(Data extracted from a collection)
=== Begin Enclosure ===
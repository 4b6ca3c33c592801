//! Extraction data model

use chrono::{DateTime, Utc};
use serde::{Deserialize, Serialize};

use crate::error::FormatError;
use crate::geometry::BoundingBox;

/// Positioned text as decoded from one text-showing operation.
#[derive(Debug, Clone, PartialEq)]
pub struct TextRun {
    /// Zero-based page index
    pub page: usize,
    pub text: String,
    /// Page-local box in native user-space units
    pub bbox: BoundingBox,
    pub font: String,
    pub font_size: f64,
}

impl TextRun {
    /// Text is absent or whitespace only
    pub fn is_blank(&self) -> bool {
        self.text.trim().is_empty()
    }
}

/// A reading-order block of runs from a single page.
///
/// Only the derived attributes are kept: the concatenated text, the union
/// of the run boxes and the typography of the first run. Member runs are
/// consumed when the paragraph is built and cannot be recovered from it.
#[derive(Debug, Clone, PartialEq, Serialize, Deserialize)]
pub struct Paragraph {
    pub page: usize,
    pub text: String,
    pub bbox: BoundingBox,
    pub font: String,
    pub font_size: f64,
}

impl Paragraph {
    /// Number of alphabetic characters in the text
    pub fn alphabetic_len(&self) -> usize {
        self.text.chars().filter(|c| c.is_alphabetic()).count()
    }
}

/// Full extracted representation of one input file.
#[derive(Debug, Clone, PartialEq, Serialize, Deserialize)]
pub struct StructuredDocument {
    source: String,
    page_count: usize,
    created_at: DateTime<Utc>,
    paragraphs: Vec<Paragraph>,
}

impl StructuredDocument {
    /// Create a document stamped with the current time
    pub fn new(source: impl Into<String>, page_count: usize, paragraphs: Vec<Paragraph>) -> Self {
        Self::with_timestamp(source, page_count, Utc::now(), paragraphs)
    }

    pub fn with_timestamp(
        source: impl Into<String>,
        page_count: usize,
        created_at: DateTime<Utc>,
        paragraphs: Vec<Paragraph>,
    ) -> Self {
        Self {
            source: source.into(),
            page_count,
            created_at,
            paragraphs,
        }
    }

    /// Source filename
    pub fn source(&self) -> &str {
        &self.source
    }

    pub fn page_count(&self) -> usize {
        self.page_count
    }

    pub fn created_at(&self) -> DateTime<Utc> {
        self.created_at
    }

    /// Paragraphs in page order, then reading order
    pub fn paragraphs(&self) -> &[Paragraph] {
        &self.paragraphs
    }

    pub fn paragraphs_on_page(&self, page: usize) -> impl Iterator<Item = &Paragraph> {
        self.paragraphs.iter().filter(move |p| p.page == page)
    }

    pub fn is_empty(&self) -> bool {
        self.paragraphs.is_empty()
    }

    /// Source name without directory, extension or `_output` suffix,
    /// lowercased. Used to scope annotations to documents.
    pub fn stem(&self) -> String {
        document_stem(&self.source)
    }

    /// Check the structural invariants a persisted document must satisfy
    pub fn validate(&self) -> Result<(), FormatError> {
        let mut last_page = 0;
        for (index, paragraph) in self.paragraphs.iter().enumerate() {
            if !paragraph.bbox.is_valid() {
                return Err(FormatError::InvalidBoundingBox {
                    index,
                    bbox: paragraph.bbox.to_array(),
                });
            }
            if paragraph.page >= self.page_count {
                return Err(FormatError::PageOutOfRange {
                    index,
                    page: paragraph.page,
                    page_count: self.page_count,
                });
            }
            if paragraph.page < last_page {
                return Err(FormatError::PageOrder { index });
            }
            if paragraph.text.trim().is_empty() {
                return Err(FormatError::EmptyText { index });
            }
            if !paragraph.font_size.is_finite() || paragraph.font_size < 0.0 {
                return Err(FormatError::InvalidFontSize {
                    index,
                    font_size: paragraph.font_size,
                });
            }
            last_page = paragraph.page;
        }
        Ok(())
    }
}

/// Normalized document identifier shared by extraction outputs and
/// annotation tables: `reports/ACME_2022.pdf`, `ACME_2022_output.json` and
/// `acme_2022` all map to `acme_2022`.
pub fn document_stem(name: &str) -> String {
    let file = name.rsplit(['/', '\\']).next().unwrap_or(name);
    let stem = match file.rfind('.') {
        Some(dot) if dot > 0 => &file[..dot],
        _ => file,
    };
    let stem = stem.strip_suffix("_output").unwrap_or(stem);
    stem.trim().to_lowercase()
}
=== End Enclosure ===
=== Begin Enclosure ===
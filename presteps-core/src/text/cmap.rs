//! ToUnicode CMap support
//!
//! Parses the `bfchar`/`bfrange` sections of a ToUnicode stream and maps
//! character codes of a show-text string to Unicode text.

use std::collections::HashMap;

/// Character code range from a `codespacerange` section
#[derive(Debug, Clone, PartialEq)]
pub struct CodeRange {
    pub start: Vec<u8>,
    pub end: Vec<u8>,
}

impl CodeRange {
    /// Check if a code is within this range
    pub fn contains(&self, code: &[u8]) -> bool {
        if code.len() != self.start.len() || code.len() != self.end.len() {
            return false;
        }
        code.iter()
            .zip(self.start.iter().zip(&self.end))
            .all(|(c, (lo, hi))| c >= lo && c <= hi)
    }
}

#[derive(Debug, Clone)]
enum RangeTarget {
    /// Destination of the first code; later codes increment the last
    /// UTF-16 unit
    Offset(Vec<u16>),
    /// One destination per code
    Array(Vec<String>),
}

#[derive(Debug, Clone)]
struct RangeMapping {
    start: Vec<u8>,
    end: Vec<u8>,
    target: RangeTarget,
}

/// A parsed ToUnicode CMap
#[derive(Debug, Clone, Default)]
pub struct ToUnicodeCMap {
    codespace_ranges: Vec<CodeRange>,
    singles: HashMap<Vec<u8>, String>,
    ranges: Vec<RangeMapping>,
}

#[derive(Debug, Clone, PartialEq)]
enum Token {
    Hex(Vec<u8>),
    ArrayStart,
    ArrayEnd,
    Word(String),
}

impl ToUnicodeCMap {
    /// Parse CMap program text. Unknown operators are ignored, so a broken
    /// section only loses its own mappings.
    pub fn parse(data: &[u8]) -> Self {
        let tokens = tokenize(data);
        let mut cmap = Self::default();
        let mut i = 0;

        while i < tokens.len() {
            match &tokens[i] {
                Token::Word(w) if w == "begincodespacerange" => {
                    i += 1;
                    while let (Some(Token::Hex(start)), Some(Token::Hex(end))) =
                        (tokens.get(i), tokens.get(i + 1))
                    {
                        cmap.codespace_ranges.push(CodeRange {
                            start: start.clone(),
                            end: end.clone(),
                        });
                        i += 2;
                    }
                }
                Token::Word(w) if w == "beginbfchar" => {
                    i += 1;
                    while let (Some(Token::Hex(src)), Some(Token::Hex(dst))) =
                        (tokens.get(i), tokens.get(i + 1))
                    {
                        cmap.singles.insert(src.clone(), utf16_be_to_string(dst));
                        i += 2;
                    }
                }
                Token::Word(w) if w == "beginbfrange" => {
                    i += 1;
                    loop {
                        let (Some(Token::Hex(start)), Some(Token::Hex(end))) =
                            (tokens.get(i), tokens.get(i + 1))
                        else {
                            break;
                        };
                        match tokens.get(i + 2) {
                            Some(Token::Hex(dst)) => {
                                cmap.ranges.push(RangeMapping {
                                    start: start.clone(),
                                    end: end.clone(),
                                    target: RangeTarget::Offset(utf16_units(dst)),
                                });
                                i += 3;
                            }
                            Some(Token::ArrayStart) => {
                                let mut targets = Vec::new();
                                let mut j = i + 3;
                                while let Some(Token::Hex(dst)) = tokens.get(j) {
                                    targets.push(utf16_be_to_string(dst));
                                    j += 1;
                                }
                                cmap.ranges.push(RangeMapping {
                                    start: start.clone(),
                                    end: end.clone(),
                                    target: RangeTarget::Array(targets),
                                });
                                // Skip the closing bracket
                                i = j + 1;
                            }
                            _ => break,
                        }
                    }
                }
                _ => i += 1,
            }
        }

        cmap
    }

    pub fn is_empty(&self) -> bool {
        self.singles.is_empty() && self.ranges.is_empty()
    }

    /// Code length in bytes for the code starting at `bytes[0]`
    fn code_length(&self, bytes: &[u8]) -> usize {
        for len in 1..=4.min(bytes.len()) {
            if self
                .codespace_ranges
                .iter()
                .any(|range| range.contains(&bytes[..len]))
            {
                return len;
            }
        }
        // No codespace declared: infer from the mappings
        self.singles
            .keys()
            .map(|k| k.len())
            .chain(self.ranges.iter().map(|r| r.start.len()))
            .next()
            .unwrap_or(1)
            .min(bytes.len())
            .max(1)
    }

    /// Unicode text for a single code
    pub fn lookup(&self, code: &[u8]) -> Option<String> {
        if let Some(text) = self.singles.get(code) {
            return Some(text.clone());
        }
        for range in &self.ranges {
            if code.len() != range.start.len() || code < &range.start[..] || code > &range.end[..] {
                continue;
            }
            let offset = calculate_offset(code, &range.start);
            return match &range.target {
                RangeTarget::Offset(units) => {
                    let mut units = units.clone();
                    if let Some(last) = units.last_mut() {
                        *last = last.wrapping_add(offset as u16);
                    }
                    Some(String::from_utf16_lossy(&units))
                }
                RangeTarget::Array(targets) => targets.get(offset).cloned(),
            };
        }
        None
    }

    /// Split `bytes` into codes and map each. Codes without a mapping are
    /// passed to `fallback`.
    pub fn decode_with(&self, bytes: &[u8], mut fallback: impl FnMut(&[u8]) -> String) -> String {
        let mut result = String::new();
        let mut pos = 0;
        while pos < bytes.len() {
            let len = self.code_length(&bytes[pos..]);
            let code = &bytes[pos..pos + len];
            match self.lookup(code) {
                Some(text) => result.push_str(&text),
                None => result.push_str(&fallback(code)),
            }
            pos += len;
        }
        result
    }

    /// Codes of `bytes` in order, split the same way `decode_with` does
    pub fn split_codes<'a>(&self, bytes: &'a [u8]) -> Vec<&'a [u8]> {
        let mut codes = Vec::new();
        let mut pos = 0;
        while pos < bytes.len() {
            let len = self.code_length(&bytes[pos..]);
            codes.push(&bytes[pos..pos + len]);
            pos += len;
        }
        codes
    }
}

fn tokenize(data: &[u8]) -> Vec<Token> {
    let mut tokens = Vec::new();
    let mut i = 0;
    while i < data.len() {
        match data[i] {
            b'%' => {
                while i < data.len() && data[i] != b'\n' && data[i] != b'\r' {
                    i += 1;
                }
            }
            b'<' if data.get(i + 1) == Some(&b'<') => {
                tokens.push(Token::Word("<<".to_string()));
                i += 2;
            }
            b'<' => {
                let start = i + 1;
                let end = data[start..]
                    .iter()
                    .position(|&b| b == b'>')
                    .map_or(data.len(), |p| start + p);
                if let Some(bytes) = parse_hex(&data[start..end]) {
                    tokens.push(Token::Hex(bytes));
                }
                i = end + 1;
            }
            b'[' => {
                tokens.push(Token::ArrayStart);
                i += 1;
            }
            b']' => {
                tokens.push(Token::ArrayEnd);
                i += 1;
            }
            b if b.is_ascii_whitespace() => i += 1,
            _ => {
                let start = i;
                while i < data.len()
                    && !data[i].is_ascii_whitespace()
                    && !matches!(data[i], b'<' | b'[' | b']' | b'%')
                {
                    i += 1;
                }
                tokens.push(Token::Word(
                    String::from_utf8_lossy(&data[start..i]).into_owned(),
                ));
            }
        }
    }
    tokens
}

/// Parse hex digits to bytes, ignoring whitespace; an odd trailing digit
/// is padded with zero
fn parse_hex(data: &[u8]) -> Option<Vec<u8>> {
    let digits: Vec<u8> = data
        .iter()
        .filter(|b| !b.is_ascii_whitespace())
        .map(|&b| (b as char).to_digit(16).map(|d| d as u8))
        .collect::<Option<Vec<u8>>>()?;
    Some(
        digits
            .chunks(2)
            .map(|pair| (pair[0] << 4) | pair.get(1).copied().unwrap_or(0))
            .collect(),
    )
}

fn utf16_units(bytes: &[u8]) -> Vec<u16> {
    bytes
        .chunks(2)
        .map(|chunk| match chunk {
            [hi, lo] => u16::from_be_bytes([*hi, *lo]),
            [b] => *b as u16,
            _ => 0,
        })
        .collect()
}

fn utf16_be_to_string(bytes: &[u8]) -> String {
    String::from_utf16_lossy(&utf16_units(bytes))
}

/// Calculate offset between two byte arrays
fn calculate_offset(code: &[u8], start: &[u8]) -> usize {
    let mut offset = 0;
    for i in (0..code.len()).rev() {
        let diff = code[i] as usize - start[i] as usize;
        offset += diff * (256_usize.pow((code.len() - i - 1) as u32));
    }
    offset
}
=== End Enclosure ===
### Exercise goal
How many lines in the entries above include the string "HashMap"? Please answer with that number and nothing more.

### Task result
2